Morning Roundup: Pharmacist Preferred to Have Woman Bleed Out

British advocates want to change medical abortion requirements, a pharmacist in Idaho refused to fill a prescription for a woman she believed had an abortion, Vanderbilt changes application letter, and Japanese teens are uninterested in sex.

British advocates want to change medical abortion requirements, a pharmacist in Idaho refused to fill a prescription for a woman she believed had an abortion, Vanderbilt changes application letter, and Japanese teens are uninterested in sex.

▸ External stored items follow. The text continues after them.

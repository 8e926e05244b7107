//! Application-wide error types.

use thiserror::Error;

/// Result type alias using `AppError`.
pub type AppResult<T> = Result<T, AppError>;

/// Application error types.
#[derive(Debug, Error)]
pub enum AppError {
    /// Authentication failed.
    #[error("Authentication failed: {0}")]
    Unauthorized(String),

    /// Access denied.
    #[error("Access denied: {0}")]
    Forbidden(String),

    /// Resource not found.
    #[error("Not found: {0}")]
    NotFound(String),

    /// Validation error.
    #[error("Validation error: {0}")]
    Validation(String),

    /// Business rule violation.
    #[error("Business rule violation: {0}")]
    BusinessRule(String),

    /// Conflict (e.g., duplicate entry).
    #[error("Conflict: {0}")]
    Conflict(String),

    /// Database error.
    #[error("Database error: {0}")]
    Database(String),

    /// External service error.
    #[error("External service error: {0}")]
    ExternalService(String),

    /// Internal server error.
    #[error("Internal error: {0}")]
    Internal(String),
}

impl AppError {
    /// Returns the HTTP status code for this error.
    #[must_use]
    pub const fn status_code(&self) -> u16 {
        match self {
            Self::Unauthorized(_) => 401,
            Self::Forbidden(_) => 403,
            Self::NotFound(_) => 404,
            Self::Validation(_) => 400,
            Self::BusinessRule(_) => 422,
            Self::Conflict(_) => 409,
            Self::Database(_) | Self::ExternalService(_) | Self::Internal(_) => 500,
        }
    }

    /// Returns the error code for API responses.
    #[must_use]
    pub const fn error_code(&self) -> &'static str {
        match self {
            Self::Unauthorized(_) => "UNAUTHORIZED",
            Self::Forbidden(_) => "FORBIDDEN",
            Self::NotFound(_) => "NOT_FOUND",
            Self::Validation(_) => "VALIDATION_ERROR",
            Self::BusinessRule(_) => "BUSINESS_RULE_VIOLATION",
            Self::Conflict(_) => "CONFLICT",
            Self::Database(_) => "DATABASE_ERROR",
            Self::ExternalService(_) => "EXTERNAL_SERVICE_ERROR",
            Self::Internal(_) => "INTERNAL_ERROR",
        }
    }
}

  • The British Pregnancy Advisory Service is pushing for health authorities in that country to alter a 1967 law that requires any abortion procedure, even a medical abortion, to be provided at a health facility. Essentially, that means that women who choose to end a pregnancy non-surgically must still return to a clinic to take a second pill. The BPAS would like the law to be changed to allow women to take a second pill at home, as is the standard in many countries, including the United States.
  • Planned Parenthood of Idaho has filed a complaint with the state pharmacy board after a pharmacist refused to fill a prescription for a medication that stops bleeding after childbirth or abortion. After receiving the prescription, the pharmacist called Planned Parenthood to find out if the medication was prescribed because of an abortion. The practitioner refused to say, which would have been a violation of medical privacy laws, and was hung up on when she asked to have the prescription transferred. While Idaho law allows health care professionals – including pharmacists – to refuse to provide care if it violates their conscience, one hopes that does not translate to pharmacists being permitted to refuse life-saving medications that STOP BLEEDING because of their judgments on a woman’s private decision. Leaving a person to bleed to death in the street because you think maybe they didn’t follow your moral code? Doesn’t sound very pro-life to me.
  • In an update to yesterday’s item on Vanderbilt University’s nursing school application, the school has decided to include a letter with their application that states nurses can asked to exempt from assisting with abortion procedures on moral or religious grounds.
  • Japanese teens are increasingly uninterested in sex, according to a study published by the Japan Family Planning Association. Thirty-six percent of males and 59% of females ages 16-19 said they were “indifferent or averse” to having sex. That’s a 19% and 12% increase, respectively, since 2008. You know abstinence only advocates in the United States are salivating over those percentages.